La grâce a des forces non pour forcer, mais pour allécher le cœur; elle a une sainte violence non pour violer notre liberté, mais pour la rendre amoureuse; et elle agit si fortement et si suavement que notre volonté ne demeure point accablée sous une si puissante action; elle nous presse, mais elle n’oppresse pas notre franchise (liberté)... tant la main de Dieu est aimable au maniement de notre cœur, tant elle a de dextérité pour nous communiquer sa force sans nous ôter notre liberté et pour nous donner le mouvement de son pouvoir sans empêcher celui de notre vouloir ajustant sa puissance à sa suavité...”  [9]

Nous devons avoir une extrême complaisance de voir comment Dieu exerce sa Miséricorde, “car sa justice et sa Miséricorde sont également aimables et admirables;.. Ainsi, la mort, les afflictions, les sueurs, les travaux dont notre vie déborde... sont les peines du péché; mais, par sa douce Miséricorde, ce sont aussi des échelons pour monter au Ciel.”   [10]

Ayant contemplé la Miséricorde divine, François de Sales peut prier: “O bonté d’infinie douceur, que votre volonté est aimable! Que vos faveurs sont désirables! Vous nous avez créés pour la vie éternelle et votre Cœur Sacré, comme le cœur maternel rempli d’un amour incomparable, abonde en lait de miséricorde, soit pour pardonner aux pénitents, soit pour perfectionner les justes.”  [11]

L’action de Dieu en nous. La grâce du recueillement

Dieu perfectionne les justes, pour les remplir toujours davantage de son Amour, les transformer en Lui, et les conduire à l’union avec Dieu. Dieu leur donne  d’abord la grâce du recueillement, lequel “ne gît pas en notre volonté, mais advient quand il plaît à Dieu de nous faire cette grâce... Il arrive quelquefois que Notre Seigneur répande imperceptiblement au fond du cœur une certaine suavité qui témoigne sa présence, et alors les puissances, et même les sens extérieurs de l’âme, par un certain secret consentement, se retournent du côté de cette intime partie où est le très aimable et très cher Époux... Notre Seigneur retire ainsi à soi toutes les facultés de notre âme, lesquelles se ramassent autour de Lui comme en leur objet très désirable... Ce recueillement se fait par l’amour qui, sentant la présence du Bien-Aimé par les attraits qu’Il répand au milieu du cœur, ramasse et rapporte toute l’âme vers Lui par une très aimable inclination, par un très doux contournement et par un délicieux repli de toutes les facultés du côté du Bien-aimé qui les attire à soi par la force de la suavité.” [12] 

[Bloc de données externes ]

//! `CrossExchange` / `MixedExchange` and their `Intra*` counterparts
//! (spec.md §4.7): swap a segment of `source` with a segment of `target`.
//!
//! `src_len`/`tgt_len` (1 or 2 jobs) distinguish the catalogue entries:
//! `(2, 2)` is `CrossExchange`/`IntraCrossExchange`, `(1, 2)` or `(2, 1)` is
//! `MixedExchange`/`IntraMixedExchange`, `(1, 1)` is `IntraExchange` (the
//! spec names no inter-route single-for-single swap). Grounded on
//! `local_search/exchange.rs`'s tail-swap splice, generalized to fixed-length
//! interior segments instead of route tails.

use crate::eval::{Eval, NO_EVAL};
use crate::models::{Input, JobType};
use crate::routes::{RouteStep, TWRoute};
use crate::solution_state::SolutionState;

use super::{LsOperator, OperatorKind};

pub struct ExchangeOp {
    source: usize,
    s_rank: usize,
    src_len: usize,
    target: usize,
    t_rank: usize,
    tgt_len: usize,
    reverse_src: bool,
    reverse_tgt: bool,
    gain: Eval,
}

impl ExchangeOp {
    pub fn new(
        source: usize,
        s_rank: usize,
        src_len: usize,
        target: usize,
        t_rank: usize,
        tgt_len: usize,
        reverse_src: bool,
        reverse_tgt: bool,
    ) -> Self {
        Self {
            source,
            s_rank,
            src_len,
            target,
            t_rank,
            tgt_len,
            reverse_src,
            reverse_tgt,
            gain: NO_EVAL,
        }
    }

    fn kind_for(&self) -> OperatorKind {
        let intra = self.source == self.target;
        match (self.src_len, self.tgt_len, intra) {
            (1, 1, true) => OperatorKind::IntraExchange,
            (2, 2, true) => OperatorKind::IntraCrossExchange,
            (_, _, true) => OperatorKind::IntraMixedExchange,
            (2, 2, false) => OperatorKind::CrossExchange,
            _ => OperatorKind::MixedExchange,
        }
    }

    fn segment_jobs(input: &Input, route: &TWRoute, rank: usize, len: usize) -> Option<Vec<usize>> {
        if rank + len > route.size() {
            return None;
        }
        let mut jobs = Vec::with_capacity(len);
        for step in &route.steps()[rank..rank + len] {
            match step {
                RouteStep::Job(r) if matches!(input.jobs()[*r].job_type(), JobType::Single) => {
                    jobs.push(*r)
                }
                _ => return None,
            }
        }
        Some(jobs)
    }

    fn build_swapped(&self, input: &Input, routes: &[TWRoute]) -> Option<(TWRoute, TWRoute)> {
        let src_jobs = Self::segment_jobs(input, &routes[self.source], self.s_rank, self.src_len)?;
        let tgt_jobs = Self::segment_jobs(input, &routes[self.target], self.t_rank, self.tgt_len)?;

        let mut src_insert = tgt_jobs.clone();
        if self.reverse_tgt {
            src_insert.reverse();
        }
        let mut tgt_insert = src_jobs.clone();
        if self.reverse_src {
            tgt_insert.reverse();
        }

        if self.source == self.target {
            let (lo, lo_len, hi, hi_len, lo_insert, hi_insert) = if self.s_rank <= self.t_rank {
                (self.s_rank, self.src_len, self.t_rank, self.tgt_len, src_insert, tgt_insert)
            } else {
                (self.t_rank, self.tgt_len, self.s_rank, self.src_len, tgt_insert, src_insert)
            };
            let mut steps = routes[self.source].steps().to_vec();
            steps.splice(hi..hi + hi_len, hi_insert.into_iter().map(RouteStep::Job));
            steps.splice(lo..lo + lo_len, lo_insert.into_iter().map(RouteStep::Job));
            let vehicle = &input.vehicles()[routes[self.source].vehicle()];
            let mut new_route = TWRoute::new(routes[self.source].vehicle(), input.amount_size());
            for step in &steps {
                if !new_route.add(input, vehicle, *step, new_route.size()) {
                    return None;
                }
            }
            return Some((new_route.clone(), new_route));
        }

        let mut src_steps = routes[self.source].steps().to_vec();
        src_steps.splice(
            self.s_rank..self.s_rank + self.src_len,
            src_insert.into_iter().map(RouteStep::Job),
        );
        let mut tgt_steps = routes[self.target].steps().to_vec();
        tgt_steps.splice(
            self.t_rank..self.t_rank + self.tgt_len,
            tgt_insert.into_iter().map(RouteStep::Job),
        );

        let src_vehicle = &input.vehicles()[routes[self.source].vehicle()];
        let tgt_vehicle = &input.vehicles()[routes[self.target].vehicle()];
        let mut new_src = TWRoute::new(routes[self.source].vehicle(), input.amount_size());
        for step in &src_steps {
            if !new_src.add(input, src_vehicle, *step, new_src.size()) {
                return None;
            }
        }
        let mut new_tgt = TWRoute::new(routes[self.target].vehicle(), input.amount_size());
        for step in &tgt_steps {
            if !new_tgt.add(input, tgt_vehicle, *step, new_tgt.size()) {
                return None;
            }
        }
        Some((new_src, new_tgt))
    }
}

impl LsOperator for ExchangeOp {
    fn kind(&self) -> OperatorKind {
        self.kind_for()
    }

    fn gain_upper_bound(&self, _input: &Input, state: &SolutionState) -> Eval {
        let a = if self.src_len == 1 {
            state.node_gain(self.source, self.s_rank)
        } else {
            state.edge_gain(self.source, self.s_rank)
        };
        let b = if self.tgt_len == 1 {
            state.node_gain(self.target, self.t_rank)
        } else {
            state.edge_gain(self.target, self.t_rank)
        };
        if a.is_no_eval() || b.is_no_eval() {
            NO_EVAL
        } else {
            a + b
        }
    }

    fn is_valid(&mut self, input: &Input, routes: &[TWRoute]) -> bool {
        if Self::segment_jobs(input, &routes[self.source], self.s_rank, self.src_len).is_none() {
            return false;
        }
        if Self::segment_jobs(input, &routes[self.target], self.t_rank, self.tgt_len).is_none() {
            return false;
        }
        self.build_swapped(input, routes).is_some()
    }

    fn compute_gain(&mut self, input: &Input, state: &SolutionState, routes: &[TWRoute]) {
        let before = if self.source == self.target {
            state.route_eval(self.source)
        } else {
            state.route_eval(self.source) + state.route_eval(self.target)
        };
        match self.build_swapped(input, routes) {
            Some((new_src, new_tgt)) => {
                let src_vehicle = &input.vehicles()[new_src.vehicle()];
                let new_src_eval = crate::solution_state::route_eval_with(input, src_vehicle, new_src.steps());
                if !new_src_eval.within_vehicle_range(src_vehicle) {
                    self.gain = NO_EVAL;
                    return;
                }
                let after = if self.source == self.target {
                    new_src_eval
                } else {
                    let tgt_vehicle = &input.vehicles()[new_tgt.vehicle()];
                    let new_tgt_eval = crate::solution_state::route_eval_with(input, tgt_vehicle, new_tgt.steps());
                    if !new_tgt_eval.within_vehicle_range(tgt_vehicle) {
                        self.gain = NO_EVAL;
                        return;
                    }
                    new_src_eval + new_tgt_eval
                };
                self.gain = before - after;
            }
            None => self.gain = NO_EVAL,
        }
    }

    fn gain(&self) -> Eval {
        self.gain
    }

    fn apply(&self, input: &Input, routes: &mut [TWRoute], _state: &mut SolutionState) {
        if let Some((new_src, new_tgt)) = self.build_swapped(input, routes) {
            routes[self.source] = new_src;
            if self.source != self.target {
                routes[self.target] = new_tgt;
            }
        }
    }

    fn addition_candidates(&self) -> Vec<usize> {
        self.update_candidates()
    }

    fn update_candidates(&self) -> Vec<usize> {
        if self.source == self.target {
            vec![self.source]
        } else {
            vec![self.source, self.target]
        }
    }

    fn required_unassigned(&self) -> Vec<usize> {
        Vec::new()
    }
}

#[cfg(test)]
mod tests {
    use super::*;
    use crate::amount::Amount;
    use crate::compatibility::Compatibility;
    use crate::models::{Job, Matrix, ProfileMatrices, Vehicle};
    use std::collections::HashMap;

    fn sample_input() -> Input {
        let durations = Matrix::from_data(5, vec![
            0, 10, 10, 10, 10,
            10, 0, 5, 100, 100,
            10, 5, 0, 100, 100,
            10, 100, 100, 0, 5,
            10, 100, 100, 5, 0,
        ]).unwrap();
        let distances = durations.clone();
        let mut matrices = HashMap::new();
        matrices.insert("car".to_string(), ProfileMatrices::new(durations, distances, None));
        let jobs = vec![
            Job::single(1, 1, Amount::zero(1), Amount::zero(1)),
            Job::single(2, 2, Amount::zero(1), Amount::zero(1)),
            Job::single(3, 3, Amount::zero(1), Amount::zero(1)),
            Job::single(4, 4, Amount::zero(1), Amount::zero(1)),
        ];
        let vehicles = vec![
            Vehicle::new(0, Amount::from_vec(vec![10])).with_start(0).with_end(0),
            Vehicle::new(1, Amount::from_vec(vec![10])).with_start(0).with_end(0),
        ];
        Input::new(jobs, vehicles, matrices, 1)
    }

    #[test]
    fn test_cross_exchange_between_routes_is_valid() {
        let input = sample_input();
        let compat = Compatibility::build(&input);
        let mut r0 = TWRoute::new(0, 1);
        let v0 = &input.vehicles()[0];
        r0.add(&input, v0, RouteStep::Job(0), 0);
        r0.add(&input, v0, RouteStep::Job(1), 1);
        let mut r1 = TWRoute::new(1, 1);
        let v1 = &input.vehicles()[1];
        r1.add(&input, v1, RouteStep::Job(2), 0);
        r1.add(&input, v1, RouteStep::Job(3), 1);
        let routes = vec![r0, r1];
        let mut state = SolutionState::new(&input);
        state.setup(&input, &compat, &routes);

        let mut op = ExchangeOp::new(0, 0, 2, 1, 0, 2, false, false);
        assert!(op.is_valid(&input, &routes));
        assert_eq!(op.kind(), OperatorKind::CrossExchange);
        op.compute_gain(&input, &state, &routes);
        assert!(!op.gain().is_no_eval());
    }
}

O Dieu éternel, quel mystère quand vous manifestez votre présence par les parfums délicieux que vous jetez dans nos cœurs! “Alors toutes les puissances de nos âmes entrent en un agréable repos, avec un apaisement si parfait qu’il n’y a plus aucun sentiment que celui de la volonté, laquelle, comme l’odorat spirituel, demeure doucement engagée à sentir sans s’en apercevoir, le bien incomparable d’avoir son Dieu présent.”  [13]

L’action de Dieu en nous nous conduit à l’union à Dieu et transforme nos âmes

Dieu présent peut agir et nous unir à Lui, ” car nulle âme ne peut s’unir à Dieu si Dieu ne va à elle; et nulle âme ne peut aller à Dieu si elle n’est tirée par Lui.” [14] Notre Seigneur pria son Père pour que tous ses disciples soient uns, comme Lui et le Père étaient UN.

L’âme juste peut devenir épouse de Notre Seigneur et être aussi très étroitement unie à son Seigneur. D’abord par la puissance de la Charité: “Dieu nous ayant donné sa Charité, et par elle la force... son Amour ne Lui permet pas de nous laisser aller seuls; mais il le fait mettre en chemin avec nous, il le presse et sollicite son Cœur de solliciter et pousser le nôtre à bien employer la sainte Charité.” [15] 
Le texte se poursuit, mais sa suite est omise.